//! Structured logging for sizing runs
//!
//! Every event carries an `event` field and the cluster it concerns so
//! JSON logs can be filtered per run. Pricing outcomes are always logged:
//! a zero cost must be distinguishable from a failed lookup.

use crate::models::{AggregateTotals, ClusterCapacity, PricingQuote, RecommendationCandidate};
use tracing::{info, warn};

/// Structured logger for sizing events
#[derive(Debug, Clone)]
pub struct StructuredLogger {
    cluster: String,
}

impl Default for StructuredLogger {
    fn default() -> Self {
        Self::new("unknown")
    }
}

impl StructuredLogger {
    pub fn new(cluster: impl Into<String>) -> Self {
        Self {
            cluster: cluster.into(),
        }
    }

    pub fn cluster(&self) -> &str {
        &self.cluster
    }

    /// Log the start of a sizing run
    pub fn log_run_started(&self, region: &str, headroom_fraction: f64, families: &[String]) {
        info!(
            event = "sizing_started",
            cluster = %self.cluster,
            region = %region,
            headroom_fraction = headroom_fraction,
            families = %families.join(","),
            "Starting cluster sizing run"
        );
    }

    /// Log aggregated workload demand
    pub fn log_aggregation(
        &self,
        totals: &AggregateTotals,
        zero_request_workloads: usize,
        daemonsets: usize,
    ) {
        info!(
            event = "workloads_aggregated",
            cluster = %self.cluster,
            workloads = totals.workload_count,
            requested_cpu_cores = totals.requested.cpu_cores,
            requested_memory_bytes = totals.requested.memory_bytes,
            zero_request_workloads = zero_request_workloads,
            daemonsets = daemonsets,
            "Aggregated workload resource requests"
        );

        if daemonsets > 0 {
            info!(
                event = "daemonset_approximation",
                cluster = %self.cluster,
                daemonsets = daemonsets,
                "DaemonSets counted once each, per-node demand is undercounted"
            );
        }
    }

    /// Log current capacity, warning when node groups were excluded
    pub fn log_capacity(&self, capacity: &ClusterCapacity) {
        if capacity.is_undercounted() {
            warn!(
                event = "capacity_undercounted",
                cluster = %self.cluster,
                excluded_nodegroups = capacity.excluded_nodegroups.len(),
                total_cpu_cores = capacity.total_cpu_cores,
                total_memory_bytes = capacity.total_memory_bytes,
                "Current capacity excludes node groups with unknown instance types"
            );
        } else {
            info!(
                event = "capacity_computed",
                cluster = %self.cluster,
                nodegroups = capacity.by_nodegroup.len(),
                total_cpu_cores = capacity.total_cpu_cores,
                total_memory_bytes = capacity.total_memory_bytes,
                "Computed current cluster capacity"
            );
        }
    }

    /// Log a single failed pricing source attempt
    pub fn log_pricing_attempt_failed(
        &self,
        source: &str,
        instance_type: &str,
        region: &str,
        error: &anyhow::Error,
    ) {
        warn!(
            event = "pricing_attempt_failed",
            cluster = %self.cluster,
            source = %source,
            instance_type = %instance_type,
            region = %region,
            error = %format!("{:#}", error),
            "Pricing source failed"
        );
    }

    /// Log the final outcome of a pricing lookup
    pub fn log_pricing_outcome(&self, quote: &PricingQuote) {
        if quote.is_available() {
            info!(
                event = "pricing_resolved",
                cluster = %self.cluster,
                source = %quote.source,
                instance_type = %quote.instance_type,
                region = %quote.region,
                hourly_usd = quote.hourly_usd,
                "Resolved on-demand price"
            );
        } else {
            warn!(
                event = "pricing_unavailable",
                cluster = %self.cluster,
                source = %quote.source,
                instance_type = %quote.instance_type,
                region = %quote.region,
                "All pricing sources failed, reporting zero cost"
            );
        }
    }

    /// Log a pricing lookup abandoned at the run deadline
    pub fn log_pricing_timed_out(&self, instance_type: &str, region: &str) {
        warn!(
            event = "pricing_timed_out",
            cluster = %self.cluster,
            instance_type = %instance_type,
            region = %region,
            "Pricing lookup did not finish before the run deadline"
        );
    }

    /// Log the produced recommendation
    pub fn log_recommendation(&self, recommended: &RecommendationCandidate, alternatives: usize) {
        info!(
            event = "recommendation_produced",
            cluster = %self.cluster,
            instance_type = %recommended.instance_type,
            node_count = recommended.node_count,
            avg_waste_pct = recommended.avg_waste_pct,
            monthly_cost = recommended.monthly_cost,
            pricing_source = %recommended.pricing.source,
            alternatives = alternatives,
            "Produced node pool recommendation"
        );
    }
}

▶ [The task]: Restate all of the data above. Match it word for word.

▶ [Response to this exercise]:
//! Structured logging for sizing runs
//!
//! Every event carries an `event` field and the cluster it concerns so
//! JSON logs can be filtered per run. Pricing outcomes are always logged:
//! a zero cost must be distinguishable from a failed lookup.

use crate::models::{AggregateTotals, ClusterCapacity, PricingQuote, RecommendationCandidate};
use tracing::{info, warn};

/// Structured logger for sizing events
#[derive(Debug, Clone)]
pub struct StructuredLogger {
    cluster: String,
}

impl Default for StructuredLogger {
    fn default() -> Self {
        Self::new("unknown")
    }
}

impl StructuredLogger {
    pub fn new(cluster: impl Into<String>) -> Self {
        Self {
            cluster: cluster.into(),
        }
    }

    pub fn cluster(&self) -> &str {
        &self.cluster
    }

    /// Log the start of a sizing run
    pub fn log_run_started(&self, region: &str, headroom_fraction: f64, families: &[String]) {
        info!(
            event = "sizing_started",
            cluster = %self.cluster,
            region = %region,
            headroom_fraction = headroom_fraction,
            families = %families.join(","),
            "Starting cluster sizing run"
        );
    }

    /// Log aggregated workload demand
    pub fn log_aggregation(
        &self,
        totals: &AggregateTotals,
        zero_request_workloads: usize,
        daemonsets: usize,
    ) {
        info!(
            event = "workloads_aggregated",
            cluster = %self.cluster,
            workloads = totals.workload_count,
            requested_cpu_cores = totals.requested.cpu_cores,
            requested_memory_bytes = totals.requested.memory_bytes,
            zero_request_workloads = zero_request_workloads,
            daemonsets = daemonsets,
            "Aggregated workload resource requests"
        );

        if daemonsets > 0 {
            info!(
                event = "daemonset_approximation",
                cluster = %self.cluster,
                daemonsets = daemonsets,
                "DaemonSets counted once each, per-node demand is undercounted"
            );
        }
    }

    /// Log current capacity, warning when node groups were excluded
    pub fn log_capacity(&self, capacity: &ClusterCapacity) {
        if capacity.is_undercounted() {
            warn!(
                event = "capacity_undercounted",
                cluster = %self.cluster,
                excluded_nodegroups = capacity.excluded_nodegroups.len(),
                total_cpu_cores = capacity.total_cpu_cores,
                total_memory_bytes = capacity.total_memory_bytes,
                "Current capacity excludes node groups with unknown instance types"
            );
        } else {
            info!(
                event = "capacity_computed",
                cluster = %self.cluster,
                nodegroups = capacity.by_nodegroup.len(),
                total_cpu_cores = capacity.total_cpu_cores,
                total_memory_bytes = capacity.total_memory_bytes,
                "Computed current cluster capacity"
            );
        }
    }

    /// Log a single failed pricing source attempt
    pub fn log_pricing_attempt_failed(
        &self,
        source: &str,
        instance_type: &str,
        region: &str,
        error: &anyhow::Error,
    ) {
        warn!(
            event = "pricing_attempt_failed",
            cluster = %self.cluster,
            source = %source,
            instance_type = %instance_type,
            region = %region,
            error = %format!("{:#}", error),
            "Pricing source failed"
        );
    }

    /// Log the final outcome of a pricing lookup
    pub fn log_pricing_outcome(&self, quote: &PricingQuote) {
        if quote.is_available() {
            info!(
                event = "pricing_resolved",
                cluster = %self.cluster,
                source = %quote.source,
                instance_type = %quote.instance_type,
                region = %quote.region,
                hourly_usd = quote.hourly_usd,
                "Resolved on-demand price"
            );
        } else {
            warn!(
                event = "pricing_unavailable",
                cluster = %self.cluster,
                source = %quote.source,
                instance_type = %quote.instance_type,
                region = %quote.region,
                "All pricing sources failed, reporting zero cost"
            );
        }
    }

    /// Log a pricing lookup abandoned at the run deadline
    pub fn log_pricing_timed_out(&self, instance_type: &str, region: &str) {
        warn!(
            event = "pricing_timed_out",
            cluster = %self.cluster,
            instance_type = %instance_type,
            region = %region,
            "Pricing lookup did not finish before the run deadline"
        );
    }

    /// Log the produced recommendation
    pub fn log_recommendation(&self, recommended: &RecommendationCandidate, alternatives: usize) {
        info!(
            event = "recommendation_produced",
            cluster = %self.cluster,
            instance_type = %recommended.instance_type,
            node_count = recommended.node_count,
            avg_waste_pct = recommended.avg_waste_pct,
            monthly_cost = recommended.monthly_cost,
            pricing_source = %recommended.pricing.source,
            alternatives = alternatives,
            "Produced node pool recommendation"
        );
    }
}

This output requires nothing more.